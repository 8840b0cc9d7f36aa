//! Domain types shared by every layer.
//!
//! These are pure data types: observations produced by watchers, the
//! records held by the State Store, and the identifiers tying them together.

mod host;
mod service;

pub use host::HostRecord;
pub use service::{ServiceKey, ServiceObservation, ServiceRecord, ServiceState, SourceKind};
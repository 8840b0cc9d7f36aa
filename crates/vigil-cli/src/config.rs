//! Settings resolution: file, then command-line overrides.

use std::fs;

use anyhow::{Context, Result};
use vigil_axum::ServerConfig;
use vigil_core::{MonitorSettings, validate_settings};

use crate::parser::Cli;

/// Load monitor settings from `--config` (or defaults) and apply overrides.
pub fn load_settings(cli: &Cli) -> Result<MonitorSettings> {
    let mut settings = match &cli.config {
        Some(path) => {
            let raw = fs::read_to_string(path)
                .with_context(|| format!("Failed to read settings file {}", path.display()))?;
            MonitorSettings::from_json_str(&raw)
                .with_context(|| format!("Invalid settings file {}", path.display()))?
        }
        None => MonitorSettings::default(),
    };

    if let Some(secs) = cli.poll_interval {
        settings.poll_interval_secs = secs;
    }
    if cli.no_discovery_suppression {
        settings.suppress_discovery = false;
    }

    validate_settings(&settings)?;
    Ok(settings)
}

/// HTTP server settings from the command line.
pub fn server_config(cli: &Cli) -> ServerConfig {
    let config = ServerConfig::new(cli.listen);
    if cli.cors_origins.is_empty() {
        config
    } else {
        config.with_allowed_origins(cli.cors_origins.clone())
    }
}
============================================================
**Exercise**
Take each record above and return it verbatim.

**Answer for this exercise**
repository 8840b0cc9d7f36aa
//! Domain types shared by every layer.
//!
//! These are pure data types: observations produced by watchers, the
//! records held by the State Store, and the identifiers tying them together.

mod host;
mod service;

pub use host::HostRecord;
pub use service::{ServiceKey, ServiceObservation, ServiceRecord, ServiceState, SourceKind};
repository 8840b0cc9d7f36aa
filename crates/vigil-cli/src/config.rs
//! Settings resolution: file, then command-line overrides.

use std::fs;

use anyhow::{Context, Result};
use vigil_axum::ServerConfig;
use vigil_core::{MonitorSettings, validate_settings};

use crate::parser::Cli;

/// Load monitor settings from `--config` (or defaults) and apply overrides.
pub fn load_settings(cli: &Cli) -> Result<MonitorSettings> {
    let mut settings = match &cli.config {
        Some(path) => {
            let raw = fs::read_to_string(path)
                .with_context(|| format!("Failed to read settings file {}", path.display()))?;
            MonitorSettings::from_json_str(&raw)
                .with_context(|| format!("Invalid settings file {}", path.display()))?
        }
        None => MonitorSettings::default(),
    };

    if let Some(secs) = cli.poll_interval {
        settings.poll_interval_secs = secs;
    }
    if cli.no_discovery_suppression {
        settings.suppress_discovery = false;
    }

    validate_settings(&settings)?;
    Ok(settings)
}

/// HTTP server settings from the command line.
pub fn server_config(cli: &Cli) -> ServerConfig {
    let config = ServerConfig::new(cli.listen);
    if cli.cors_origins.is_empty() {
        config
    } else {
        config.with_allowed_origins(cli.cors_origins.clone())
    }
}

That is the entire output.